§ **EXERCISE OBJECTIVE**: Transcribe only the lines of the listing below from the one holding "mod progress;" through the one holding "let tag = tag.trim();", inclusive, without any change.

#### DATA EXTRACTS ####

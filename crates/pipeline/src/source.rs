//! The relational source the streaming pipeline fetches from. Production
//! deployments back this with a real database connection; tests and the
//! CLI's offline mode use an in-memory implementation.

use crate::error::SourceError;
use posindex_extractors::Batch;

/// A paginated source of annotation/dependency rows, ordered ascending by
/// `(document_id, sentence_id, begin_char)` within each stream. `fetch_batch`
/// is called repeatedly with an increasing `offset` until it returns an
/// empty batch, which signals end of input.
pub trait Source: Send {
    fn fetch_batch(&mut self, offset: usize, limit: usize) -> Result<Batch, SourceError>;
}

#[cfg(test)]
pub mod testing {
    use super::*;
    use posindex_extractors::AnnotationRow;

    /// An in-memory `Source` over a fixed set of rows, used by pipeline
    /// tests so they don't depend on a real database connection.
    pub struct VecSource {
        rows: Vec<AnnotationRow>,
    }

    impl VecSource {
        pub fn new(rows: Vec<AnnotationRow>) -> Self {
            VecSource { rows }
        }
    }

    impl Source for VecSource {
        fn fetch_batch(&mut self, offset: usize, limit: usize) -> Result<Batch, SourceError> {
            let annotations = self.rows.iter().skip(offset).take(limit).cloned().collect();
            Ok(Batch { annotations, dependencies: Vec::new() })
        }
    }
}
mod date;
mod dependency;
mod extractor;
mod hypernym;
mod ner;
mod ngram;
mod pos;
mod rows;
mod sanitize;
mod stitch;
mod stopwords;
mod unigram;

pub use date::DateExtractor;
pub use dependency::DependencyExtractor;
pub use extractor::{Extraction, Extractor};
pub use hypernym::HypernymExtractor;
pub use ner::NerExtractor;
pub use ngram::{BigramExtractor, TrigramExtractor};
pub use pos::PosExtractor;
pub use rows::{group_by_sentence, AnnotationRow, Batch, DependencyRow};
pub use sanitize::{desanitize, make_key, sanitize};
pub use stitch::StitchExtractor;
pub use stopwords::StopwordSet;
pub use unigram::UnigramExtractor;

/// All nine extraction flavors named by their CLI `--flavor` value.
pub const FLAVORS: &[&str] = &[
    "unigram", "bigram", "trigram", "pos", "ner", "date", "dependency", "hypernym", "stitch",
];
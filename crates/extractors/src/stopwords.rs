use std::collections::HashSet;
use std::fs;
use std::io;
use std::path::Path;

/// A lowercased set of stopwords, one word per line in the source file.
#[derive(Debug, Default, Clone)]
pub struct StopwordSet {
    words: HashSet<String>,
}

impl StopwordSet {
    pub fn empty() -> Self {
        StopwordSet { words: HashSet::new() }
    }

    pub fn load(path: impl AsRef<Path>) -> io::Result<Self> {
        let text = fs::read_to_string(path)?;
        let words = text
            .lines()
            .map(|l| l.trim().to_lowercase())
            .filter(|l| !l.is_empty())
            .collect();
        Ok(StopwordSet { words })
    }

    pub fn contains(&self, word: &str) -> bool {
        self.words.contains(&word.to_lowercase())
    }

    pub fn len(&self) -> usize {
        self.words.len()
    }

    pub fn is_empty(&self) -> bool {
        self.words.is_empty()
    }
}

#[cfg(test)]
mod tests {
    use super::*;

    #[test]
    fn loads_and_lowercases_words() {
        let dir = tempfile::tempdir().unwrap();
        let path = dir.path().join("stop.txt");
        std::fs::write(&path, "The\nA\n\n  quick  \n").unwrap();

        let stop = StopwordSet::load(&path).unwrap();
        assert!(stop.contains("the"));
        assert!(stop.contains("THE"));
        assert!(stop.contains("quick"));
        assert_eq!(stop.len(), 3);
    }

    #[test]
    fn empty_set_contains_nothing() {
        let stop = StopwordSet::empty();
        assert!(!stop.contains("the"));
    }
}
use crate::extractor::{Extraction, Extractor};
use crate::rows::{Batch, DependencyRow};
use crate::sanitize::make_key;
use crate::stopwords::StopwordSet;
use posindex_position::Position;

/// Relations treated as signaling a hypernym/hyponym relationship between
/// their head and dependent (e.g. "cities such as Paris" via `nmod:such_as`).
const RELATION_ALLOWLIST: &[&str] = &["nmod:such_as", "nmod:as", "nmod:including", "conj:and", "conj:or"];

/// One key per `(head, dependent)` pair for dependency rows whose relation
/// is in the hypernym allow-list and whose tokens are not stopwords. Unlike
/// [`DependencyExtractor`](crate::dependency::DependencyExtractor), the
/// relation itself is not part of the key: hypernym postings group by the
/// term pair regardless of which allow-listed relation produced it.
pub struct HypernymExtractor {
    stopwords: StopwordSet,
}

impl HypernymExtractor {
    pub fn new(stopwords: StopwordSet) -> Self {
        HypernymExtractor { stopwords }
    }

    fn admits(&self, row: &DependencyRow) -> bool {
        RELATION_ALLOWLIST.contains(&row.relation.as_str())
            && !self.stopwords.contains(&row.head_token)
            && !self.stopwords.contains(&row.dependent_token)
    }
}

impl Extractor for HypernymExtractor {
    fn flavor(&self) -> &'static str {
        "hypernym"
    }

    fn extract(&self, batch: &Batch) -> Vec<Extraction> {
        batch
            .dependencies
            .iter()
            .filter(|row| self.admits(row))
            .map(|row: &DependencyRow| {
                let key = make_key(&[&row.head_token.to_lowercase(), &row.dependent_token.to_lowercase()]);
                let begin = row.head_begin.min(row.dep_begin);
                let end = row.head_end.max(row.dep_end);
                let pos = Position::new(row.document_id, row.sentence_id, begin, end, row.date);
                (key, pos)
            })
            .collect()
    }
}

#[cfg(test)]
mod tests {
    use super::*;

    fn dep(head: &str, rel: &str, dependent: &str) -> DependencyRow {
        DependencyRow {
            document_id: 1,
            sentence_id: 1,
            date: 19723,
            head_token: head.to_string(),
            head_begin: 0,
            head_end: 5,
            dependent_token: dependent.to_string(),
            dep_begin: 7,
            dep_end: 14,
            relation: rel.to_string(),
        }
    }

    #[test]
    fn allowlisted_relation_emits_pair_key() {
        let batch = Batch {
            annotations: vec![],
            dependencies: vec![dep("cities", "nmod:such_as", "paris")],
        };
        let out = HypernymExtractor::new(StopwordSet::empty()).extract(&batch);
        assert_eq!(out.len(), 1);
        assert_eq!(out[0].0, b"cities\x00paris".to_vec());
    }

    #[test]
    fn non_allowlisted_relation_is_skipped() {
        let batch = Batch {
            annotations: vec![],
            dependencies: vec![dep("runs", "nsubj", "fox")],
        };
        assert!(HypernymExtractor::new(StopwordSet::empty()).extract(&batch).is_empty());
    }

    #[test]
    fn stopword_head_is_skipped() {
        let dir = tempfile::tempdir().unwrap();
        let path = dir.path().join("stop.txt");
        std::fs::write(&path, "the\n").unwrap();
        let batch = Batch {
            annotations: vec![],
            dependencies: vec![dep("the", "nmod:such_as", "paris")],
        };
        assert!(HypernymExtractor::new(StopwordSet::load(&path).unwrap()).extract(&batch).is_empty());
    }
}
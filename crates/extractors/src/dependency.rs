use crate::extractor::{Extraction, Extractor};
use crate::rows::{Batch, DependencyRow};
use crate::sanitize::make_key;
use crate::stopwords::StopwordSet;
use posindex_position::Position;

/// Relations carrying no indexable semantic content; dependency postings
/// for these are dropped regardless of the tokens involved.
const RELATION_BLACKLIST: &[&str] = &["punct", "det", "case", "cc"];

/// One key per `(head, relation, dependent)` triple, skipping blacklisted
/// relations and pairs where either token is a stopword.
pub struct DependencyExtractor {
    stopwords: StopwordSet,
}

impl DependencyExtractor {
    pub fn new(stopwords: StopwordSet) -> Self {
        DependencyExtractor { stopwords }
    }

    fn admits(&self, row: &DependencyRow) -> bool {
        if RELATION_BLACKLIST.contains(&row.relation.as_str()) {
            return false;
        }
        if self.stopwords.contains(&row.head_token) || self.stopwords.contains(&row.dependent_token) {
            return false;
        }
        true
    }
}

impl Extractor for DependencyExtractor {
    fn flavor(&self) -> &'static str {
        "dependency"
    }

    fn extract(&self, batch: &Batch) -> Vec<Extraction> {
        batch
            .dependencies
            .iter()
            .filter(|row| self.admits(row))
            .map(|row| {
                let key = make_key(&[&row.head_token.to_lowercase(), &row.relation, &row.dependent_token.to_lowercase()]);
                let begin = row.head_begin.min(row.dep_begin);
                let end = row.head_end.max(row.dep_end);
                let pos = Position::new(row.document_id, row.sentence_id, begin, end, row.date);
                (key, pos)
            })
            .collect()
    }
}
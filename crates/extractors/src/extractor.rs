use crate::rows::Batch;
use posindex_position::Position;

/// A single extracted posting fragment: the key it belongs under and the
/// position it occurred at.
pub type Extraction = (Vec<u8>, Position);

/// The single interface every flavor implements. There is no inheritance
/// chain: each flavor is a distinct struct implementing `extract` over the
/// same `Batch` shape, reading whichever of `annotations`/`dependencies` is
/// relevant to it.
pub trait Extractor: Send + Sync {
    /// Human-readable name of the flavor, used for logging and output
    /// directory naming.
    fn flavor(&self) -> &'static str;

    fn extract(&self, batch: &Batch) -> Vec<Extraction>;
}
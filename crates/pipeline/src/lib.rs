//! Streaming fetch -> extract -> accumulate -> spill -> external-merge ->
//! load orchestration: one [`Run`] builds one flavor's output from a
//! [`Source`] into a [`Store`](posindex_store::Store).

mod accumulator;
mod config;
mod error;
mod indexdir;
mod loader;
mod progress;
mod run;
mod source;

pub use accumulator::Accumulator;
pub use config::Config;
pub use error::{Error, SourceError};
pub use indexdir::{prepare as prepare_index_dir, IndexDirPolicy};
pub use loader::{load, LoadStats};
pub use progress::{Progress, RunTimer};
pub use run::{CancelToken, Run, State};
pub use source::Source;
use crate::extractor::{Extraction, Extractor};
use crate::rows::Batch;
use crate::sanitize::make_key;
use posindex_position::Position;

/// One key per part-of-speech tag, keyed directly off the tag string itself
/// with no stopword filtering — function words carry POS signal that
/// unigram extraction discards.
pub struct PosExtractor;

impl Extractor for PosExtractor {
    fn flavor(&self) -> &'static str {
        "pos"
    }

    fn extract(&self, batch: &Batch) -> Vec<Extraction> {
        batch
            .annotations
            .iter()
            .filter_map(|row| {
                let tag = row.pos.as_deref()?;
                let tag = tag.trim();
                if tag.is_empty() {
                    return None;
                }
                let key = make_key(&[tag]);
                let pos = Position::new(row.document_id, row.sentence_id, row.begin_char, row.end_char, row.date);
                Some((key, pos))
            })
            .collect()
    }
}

####

§ **TASK SOLUTION**:
mod progress;
mod run;
mod source;

pub use accumulator::Accumulator;
pub use config::Config;
pub use error::{Error, SourceError};
pub use indexdir::{prepare as prepare_index_dir, IndexDirPolicy};
pub use loader::{load, LoadStats};
pub use progress::{Progress, RunTimer};
pub use run::{CancelToken, Run, State};
pub use source::Source;
use crate::extractor::{Extraction, Extractor};
use crate::rows::Batch;
use crate::sanitize::make_key;
use posindex_position::Position;

/// One key per part-of-speech tag, keyed directly off the tag string itself
/// with no stopword filtering — function words carry POS signal that
/// unigram extraction discards.
pub struct PosExtractor;

impl Extractor for PosExtractor {
    fn flavor(&self) -> &'static str {
        "pos"
    }

    fn extract(&self, batch: &Batch) -> Vec<Extraction> {
        batch
            .annotations
            .iter()
            .filter_map(|row| {
                let tag = row.pos.as_deref()?;
                let tag = tag.trim();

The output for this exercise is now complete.